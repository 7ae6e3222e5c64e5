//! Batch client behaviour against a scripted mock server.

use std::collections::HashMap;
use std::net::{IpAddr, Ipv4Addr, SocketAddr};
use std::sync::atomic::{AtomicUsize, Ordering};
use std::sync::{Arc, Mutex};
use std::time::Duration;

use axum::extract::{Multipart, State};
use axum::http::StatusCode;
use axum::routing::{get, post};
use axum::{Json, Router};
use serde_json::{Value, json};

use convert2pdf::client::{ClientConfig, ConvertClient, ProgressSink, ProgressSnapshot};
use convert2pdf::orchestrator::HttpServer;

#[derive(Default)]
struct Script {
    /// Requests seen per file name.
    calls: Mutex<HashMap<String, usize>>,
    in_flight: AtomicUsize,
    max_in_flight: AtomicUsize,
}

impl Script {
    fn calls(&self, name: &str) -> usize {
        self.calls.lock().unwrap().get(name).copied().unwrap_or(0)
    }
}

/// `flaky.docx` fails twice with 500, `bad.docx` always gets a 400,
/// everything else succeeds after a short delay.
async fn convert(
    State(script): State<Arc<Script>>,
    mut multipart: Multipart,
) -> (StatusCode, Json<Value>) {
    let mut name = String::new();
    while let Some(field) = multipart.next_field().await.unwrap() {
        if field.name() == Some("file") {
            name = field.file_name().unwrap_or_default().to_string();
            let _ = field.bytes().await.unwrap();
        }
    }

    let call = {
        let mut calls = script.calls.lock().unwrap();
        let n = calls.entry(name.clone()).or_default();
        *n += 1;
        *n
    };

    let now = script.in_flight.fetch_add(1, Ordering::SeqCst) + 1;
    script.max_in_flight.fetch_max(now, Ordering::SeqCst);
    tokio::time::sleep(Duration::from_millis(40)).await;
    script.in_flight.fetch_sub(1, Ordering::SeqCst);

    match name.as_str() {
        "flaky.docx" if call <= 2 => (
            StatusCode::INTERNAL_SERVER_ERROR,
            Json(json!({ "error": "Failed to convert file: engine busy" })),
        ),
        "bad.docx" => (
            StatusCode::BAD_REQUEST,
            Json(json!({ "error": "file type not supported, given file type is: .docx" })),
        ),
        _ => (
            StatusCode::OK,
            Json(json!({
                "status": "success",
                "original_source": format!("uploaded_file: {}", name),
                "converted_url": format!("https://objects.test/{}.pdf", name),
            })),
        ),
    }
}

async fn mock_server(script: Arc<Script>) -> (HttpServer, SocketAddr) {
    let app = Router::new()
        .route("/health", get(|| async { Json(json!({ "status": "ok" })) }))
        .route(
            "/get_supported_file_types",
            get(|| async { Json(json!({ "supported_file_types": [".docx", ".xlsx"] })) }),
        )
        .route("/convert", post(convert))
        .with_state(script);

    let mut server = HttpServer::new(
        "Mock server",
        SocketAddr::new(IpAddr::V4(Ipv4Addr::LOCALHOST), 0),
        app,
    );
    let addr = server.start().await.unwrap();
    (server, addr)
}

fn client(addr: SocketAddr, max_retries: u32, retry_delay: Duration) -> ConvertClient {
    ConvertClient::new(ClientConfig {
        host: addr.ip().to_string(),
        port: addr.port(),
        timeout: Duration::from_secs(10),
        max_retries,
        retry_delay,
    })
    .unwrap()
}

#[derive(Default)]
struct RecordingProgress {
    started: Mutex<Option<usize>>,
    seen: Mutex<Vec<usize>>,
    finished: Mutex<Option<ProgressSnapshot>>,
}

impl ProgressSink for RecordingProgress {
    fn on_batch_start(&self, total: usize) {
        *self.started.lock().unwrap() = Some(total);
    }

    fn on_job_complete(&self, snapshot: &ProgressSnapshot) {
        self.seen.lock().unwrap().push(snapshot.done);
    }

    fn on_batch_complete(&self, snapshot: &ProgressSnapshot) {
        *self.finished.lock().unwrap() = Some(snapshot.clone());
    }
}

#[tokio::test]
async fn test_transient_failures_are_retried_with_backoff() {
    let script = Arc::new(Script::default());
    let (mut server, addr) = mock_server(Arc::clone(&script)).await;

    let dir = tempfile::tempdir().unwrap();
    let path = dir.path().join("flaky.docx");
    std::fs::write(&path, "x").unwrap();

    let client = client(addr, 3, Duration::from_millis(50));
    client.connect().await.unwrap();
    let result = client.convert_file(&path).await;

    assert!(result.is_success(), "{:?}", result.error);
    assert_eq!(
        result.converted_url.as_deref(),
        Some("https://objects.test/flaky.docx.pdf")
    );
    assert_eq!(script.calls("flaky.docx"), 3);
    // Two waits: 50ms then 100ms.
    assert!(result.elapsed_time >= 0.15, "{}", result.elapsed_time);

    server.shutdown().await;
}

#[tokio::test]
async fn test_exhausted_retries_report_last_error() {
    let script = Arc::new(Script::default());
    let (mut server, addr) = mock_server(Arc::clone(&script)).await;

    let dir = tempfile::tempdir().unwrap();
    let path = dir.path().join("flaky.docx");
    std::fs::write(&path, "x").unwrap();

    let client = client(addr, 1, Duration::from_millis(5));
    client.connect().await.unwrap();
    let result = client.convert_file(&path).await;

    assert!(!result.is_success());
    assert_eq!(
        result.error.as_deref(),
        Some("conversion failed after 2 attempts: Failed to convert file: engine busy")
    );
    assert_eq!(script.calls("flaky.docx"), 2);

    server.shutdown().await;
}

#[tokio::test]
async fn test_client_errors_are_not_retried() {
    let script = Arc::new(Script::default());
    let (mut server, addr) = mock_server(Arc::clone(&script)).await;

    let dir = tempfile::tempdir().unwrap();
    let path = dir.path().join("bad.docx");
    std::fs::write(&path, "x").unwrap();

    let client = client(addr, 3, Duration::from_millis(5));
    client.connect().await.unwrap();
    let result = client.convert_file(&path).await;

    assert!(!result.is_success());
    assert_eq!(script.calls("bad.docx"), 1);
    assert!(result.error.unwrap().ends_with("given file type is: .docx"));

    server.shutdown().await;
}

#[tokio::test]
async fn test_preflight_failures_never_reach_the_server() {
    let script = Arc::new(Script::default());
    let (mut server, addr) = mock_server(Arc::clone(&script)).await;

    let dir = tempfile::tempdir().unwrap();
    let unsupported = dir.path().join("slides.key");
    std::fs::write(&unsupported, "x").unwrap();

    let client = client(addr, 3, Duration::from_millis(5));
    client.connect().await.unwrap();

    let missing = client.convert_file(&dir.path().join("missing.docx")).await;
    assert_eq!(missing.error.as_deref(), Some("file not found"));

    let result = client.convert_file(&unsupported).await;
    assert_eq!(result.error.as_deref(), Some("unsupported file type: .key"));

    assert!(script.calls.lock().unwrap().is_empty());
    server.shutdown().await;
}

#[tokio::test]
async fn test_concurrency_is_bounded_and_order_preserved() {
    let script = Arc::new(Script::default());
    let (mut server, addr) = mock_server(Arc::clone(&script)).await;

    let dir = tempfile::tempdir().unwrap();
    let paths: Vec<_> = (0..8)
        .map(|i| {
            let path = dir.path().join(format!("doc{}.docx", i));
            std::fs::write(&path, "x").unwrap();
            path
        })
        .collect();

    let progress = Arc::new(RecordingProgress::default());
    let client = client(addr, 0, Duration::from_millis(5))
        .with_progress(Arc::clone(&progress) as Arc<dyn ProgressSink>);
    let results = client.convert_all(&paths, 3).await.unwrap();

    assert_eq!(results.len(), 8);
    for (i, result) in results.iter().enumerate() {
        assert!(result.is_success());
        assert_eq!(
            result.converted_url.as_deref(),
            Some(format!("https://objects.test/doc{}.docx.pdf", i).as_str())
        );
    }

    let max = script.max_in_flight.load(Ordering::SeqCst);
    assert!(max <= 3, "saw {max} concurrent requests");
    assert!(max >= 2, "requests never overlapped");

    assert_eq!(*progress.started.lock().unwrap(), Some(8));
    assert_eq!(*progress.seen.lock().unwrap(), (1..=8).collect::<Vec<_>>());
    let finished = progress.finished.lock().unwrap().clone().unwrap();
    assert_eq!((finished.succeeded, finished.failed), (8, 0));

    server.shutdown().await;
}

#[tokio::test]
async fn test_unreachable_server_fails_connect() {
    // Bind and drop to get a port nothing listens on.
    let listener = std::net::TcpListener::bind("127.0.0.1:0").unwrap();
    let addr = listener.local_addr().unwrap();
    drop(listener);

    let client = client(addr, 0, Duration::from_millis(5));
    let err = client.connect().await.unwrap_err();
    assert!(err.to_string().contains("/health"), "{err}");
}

▶ **WHAT YOU HAVE TO DO**: Show the lines of the records that contain the word "drop".

▶ **YOUR SOLUTION**:
    // Bind and drop to get a port nothing listens on.
    drop(listener);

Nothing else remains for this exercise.